I decided that instead of waiting until I had sorted everything out, I would take a risk and move some years from my "retirement," like the way Stefan Sagmeister interrupts his work with year-long sabbaticals. But I wanted more time than that, and five years seemed like a good chunk of time to work with. Statistically speaking, most businesses fail within their first five years. If I gave myself at least five years without worrying about cashflow, I probably had a decent chance of learning enough about business to build something that can last me a while. Besides, five years would be longer than my high school, longer than the time I spent in university, longer than the time I worked at IBM… If I could learn so much and grow so much during those periods, I should be able to make good use of five years too. I figured that if I could give myself the space to explore these possibilities, I should, since not many people get a chance to do so.

Like the way I get ready for other risks, I plumbed the possibilities of failure. What if I ended up with nothing to show for the five years? I’d probably have at least a story, though – people are really good at rationalization. What if something happened to W-? If I kept in touch with people and I kept my skills sharp, I could probably go back into web development or consulting easily. What if? What if? What if? When I was comfortable with the downsides as well as the upsides, I gave myself the go-ahead.

The timing worked out wonderfully. I had a one-on-one meeting scheduled with my manager to discuss the results of the yearly performance review. He told me that once again, I’d received a top rating. I told him that was fantastic – and that I was planning to leave in order to start on this experiment. I really liked working with IBM and was happy to leave at a convenient time for the team, so they asked me to stay on for a couple of projects that needed my web development skills. A few months later, I wrapped up all my work, and I started my experiment in February 2012.

So far, it’s awesome

Thanks to amazing people, I hit the ground running. I had expected to flounder around a little trying to find ways to create value, but people stepped forward right away with suggestions. A former colleague had read my blog posts preparing for the experiment and wanted to know if I was interested in working with his team, so I had my first consulting client lined up. Another friend needed help with Rails development, so I experimented with that as well. I picked the brains of mentors who helped me spot opportunities and avoid pitfalls. I read forum messages and blog posts. There’s so much out there to learn from.

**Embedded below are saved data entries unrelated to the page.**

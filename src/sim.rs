//! Simulator to evaluate performance of the PUCCH format 2 block code over a QPSK-AWGN channel
//!
//! # Examples
//!
//! ```
//! use pucch_f2::sim::{self, SimParams};
//!
//! let params = SimParams {
//!     num_info_bits: 4,
//!     snr_db: 10.0,
//!     num_blocks: 100,
//! };
//! let results = sim::run(&params, &mut rand::rng())?;
//! assert_eq!(results.success_count() + results.failure_count(), 100);
//! # Ok::<(), Box<dyn std::error::Error>>(())
//! ```

use std::fs::File;
use std::io::BufWriter;

use rand::{rngs::StdRng, Rng, SeedableRng};
use rayon::prelude::*;
use serde::{Deserialize, Serialize};
use tracing::{debug, info};

use crate::{qpsk, utils, AwgnChannel, BlockCode, Error};

/// Parameters for block code simulation over QPSK-AWGN channel
#[derive(Clone, PartialEq, Debug, Copy, Deserialize, Serialize)]
pub struct SimParams {
    /// Number of information bits per block
    pub num_info_bits: usize,
    /// Signal-to-noise ratio (dB) at QPSK-AWGN channel output
    pub snr_db: f64,
    /// Number of blocks to be transmitted
    pub num_blocks: u32,
}

/// Results from block code simulation over QPSK-AWGN channel
#[derive(Clone, PartialEq, Debug, Copy, Deserialize, Serialize)]
pub struct SimResults {
    /// Simulation parameters
    pub params: SimParams,
    /// Number of blocks transmitted
    pub num_blocks: u32,
    /// Number of blocks decoded in error
    pub num_block_errors: u32,
    /// Number of information bits decoded in error
    pub num_bit_errors: u64,
}

impl SimResults {
    /// Returns initialized simulation results.
    fn new(params: &SimParams) -> Self {
        Self {
            params: *params,
            num_blocks: 0,
            num_block_errors: 0,
            num_bit_errors: 0,
        }
    }

    /// Updates simulation results after a block.
    fn update_after_block(&mut self, num_bit_errors_in_block: usize) {
        self.num_blocks += 1;
        if num_bit_errors_in_block > 0 {
            self.num_block_errors += 1;
            self.num_bit_errors += num_bit_errors_in_block as u64;
        }
    }

    /// Returns results combining these with results from disjoint blocks of the same simulation.
    fn merged_with(mut self, other: &Self) -> Self {
        self.num_blocks += other.num_blocks;
        self.num_block_errors += other.num_block_errors;
        self.num_bit_errors += other.num_bit_errors;
        self
    }

    /// Returns number of blocks decoded correctly.
    #[must_use]
    pub fn success_count(&self) -> u32 {
        self.num_blocks - self.num_block_errors
    }

    /// Returns number of blocks decoded in error.
    #[must_use]
    pub fn failure_count(&self) -> u32 {
        self.num_block_errors
    }

    /// Returns block error rate.
    #[must_use]
    pub fn bler(&self) -> f64 {
        f64::from(self.num_block_errors) / f64::from(self.num_blocks)
    }

    /// Returns bit error rate.
    #[must_use]
    #[allow(clippy::cast_precision_loss)]
    pub fn ber(&self) -> f64 {
        self.num_bit_errors as f64
            / (f64::from(self.num_blocks) * self.params.num_info_bits as f64)
    }
}

impl std::fmt::Display for SimResults {
    fn fmt(&self, f: &mut std::fmt::Formatter<'_>) -> std::fmt::Result {
        write!(
            f,
            "{} info bits, SNR = {:.2} dB: {} blocks, {} block errors (BLER = {:.3e}, BER = {:.3e})",
            self.params.num_info_bits,
            self.params.snr_db,
            self.num_blocks,
            self.num_block_errors,
            self.bler(),
            self.ber(),
        )
    }
}

/// Runs simulation of block code over QPSK-AWGN channel.
///
/// Blocks are simulated in parallel. A single base seed is drawn from `rng`, and each block uses
/// its own random number generator seeded from the base seed and the block index, so results
/// depend only on the state of `rng` and not on the number of threads.
///
/// # Parameters
///
/// - `params`: Parameters for the simulation.
///
/// - `rng`: Random number generator to be used.
///
/// # Returns
///
/// - `results`: Results from the simulation.
///
/// # Errors
///
/// Returns an error if `params.num_blocks` is `0`, if `params.snr_db` is not finite, or if
/// `params.num_info_bits` is not supported.
pub fn run<R: Rng + ?Sized>(params: &SimParams, rng: &mut R) -> Result<SimResults, Error> {
    check_sim_params(params)?;
    let code = BlockCode::new(params.num_info_bits)?;
    let channel = AwgnChannel::new(params.snr_db);
    debug!(
        num_info_bits = params.num_info_bits,
        snr_db = params.snr_db,
        num_blocks = params.num_blocks,
        "Starting simulation"
    );
    let base_seed: u64 = rng.random();
    let results = (0 .. params.num_blocks)
        .into_par_iter()
        .try_fold(
            || SimResults::new(params),
            |mut results, block_index| {
                let mut block_rng = StdRng::seed_from_u64(block_seed(base_seed, block_index));
                results.update_after_block(run_block(&code, &channel, &mut block_rng)?);
                Ok::<_, Error>(results)
            },
        )
        .try_reduce(|| SimResults::new(params), |a, b| Ok(a.merged_with(&b)))?;
    Ok(results)
}

/// Runs simulations of block code over QPSK-AWGN channel and saves results to a JSON file.
///
/// # Parameters
///
/// - `all_params`: Parameters for each simulation scenario of interest.
///
/// - `rng`: Random number generator to be used.
///
/// - `json_filename`: Name of the JSON file to which all simulation results must be written.
///
/// # Returns
///
/// - `all_results`: Results for each simulation scenario, in the order of `all_params`.
///
/// # Errors
///
/// Returns an error if any simulation fails, or if the results cannot be written to the JSON
/// file.
pub fn run_snr_sweep<R: Rng + ?Sized>(
    all_params: &[SimParams],
    rng: &mut R,
    json_filename: &str,
) -> Result<Vec<SimResults>, Error> {
    let mut all_results = Vec::with_capacity(all_params.len());
    for params in all_params {
        let results = run(params, rng)?;
        info!("{results}");
        all_results.push(results);
    }
    save_all_results(&all_results, json_filename)?;
    Ok(all_results)
}

/// Checks validity of simulation parameters.
fn check_sim_params(params: &SimParams) -> Result<(), Error> {
    if params.num_blocks == 0 {
        return Err(Error::InvalidInput(
            "Number of blocks must be a positive integer".to_string(),
        ));
    }
    if !params.snr_db.is_finite() {
        return Err(Error::InvalidInput(format!(
            "SNR must be finite (found {} dB)",
            params.snr_db
        )));
    }
    Ok(())
}

/// Returns seed for the random number generator of a given block.
fn block_seed(base_seed: u64, block_index: u32) -> u64 {
    base_seed.wrapping_add(u64::from(block_index))
}

/// Returns number of information bit errors after sending a random block over the channel.
fn run_block<R: Rng + ?Sized>(
    code: &BlockCode,
    channel: &AwgnChannel,
    rng: &mut R,
) -> Result<usize, Error> {
    let info_bits = utils::random_bits(code.num_info_bits(), rng);
    let syms = qpsk::modulate(&code.encode(&info_bits)?)?;
    let code_bits_llr = qpsk::demodulate(&channel.apply(&syms, rng)?)?;
    let info_bits_hat = code.decode(&code_bits_llr)?;
    Ok(utils::error_count(&info_bits_hat, &info_bits))
}

/// Saves all simulation results to a JSON file.
fn save_all_results(all_results: &[SimResults], json_filename: &str) -> Result<(), Error> {
    let writer = BufWriter::new(File::create(json_filename)?);
    serde_json::to_writer_pretty(writer, all_results)?;
    info!("Saved {} simulation results to {json_filename}", all_results.len());
    Ok(())
}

I tried out different business models and found ones resonated with me. I got better at floating ideas and getting to that first sale. I dove deeper into skills that I wanted to improve, like sketchnoting and programming. If this is what I can learn in a little less than a year and a half, I can’t wait to see how the rest of the experiment will unfold.

If things work out really, really well, this is how I imagine this five-year experiment succeeding: I’ve learned and shared a ton, and I’m ready for more. I could easily see it extending to a lifetime. Wouldn’t that be neat?

After C.C. Chapman’s talk on how to live an amazing life, the people I chatted with told me they didn’t pick up anything particularly new, although they enjoyed his talk. Likewise, there’s very little that’s new in what I do, if there’s anything new at all. I just want to illuminate possibilities and show that you can get there in small, non-scary steps. I want to help people explore these paths, whether it’s experimenting with life, quantifying/analyzing your decisions, sketching your notes and plans, writing code for fun… I work on this by learning, writing, drawing, and making things, and I’m going to get even better at this learn-share-scale cycle as we go on.

If you want to do this too…

Hack your wants. I have simple wants, and what I want the most is time. I deliberately dig into what I want and what I can give up. Wants are more changeable than you might think, and letting go of attachments can actually be pretty fun. Frugality follows naturally from this, and savings follow frugality. I think it’s easier to shape your wants than it is to force yourself to be frugal if you don’t want to be. Then save, save, save, because that safety net makes all sorts of interesting things possible (and less stressful).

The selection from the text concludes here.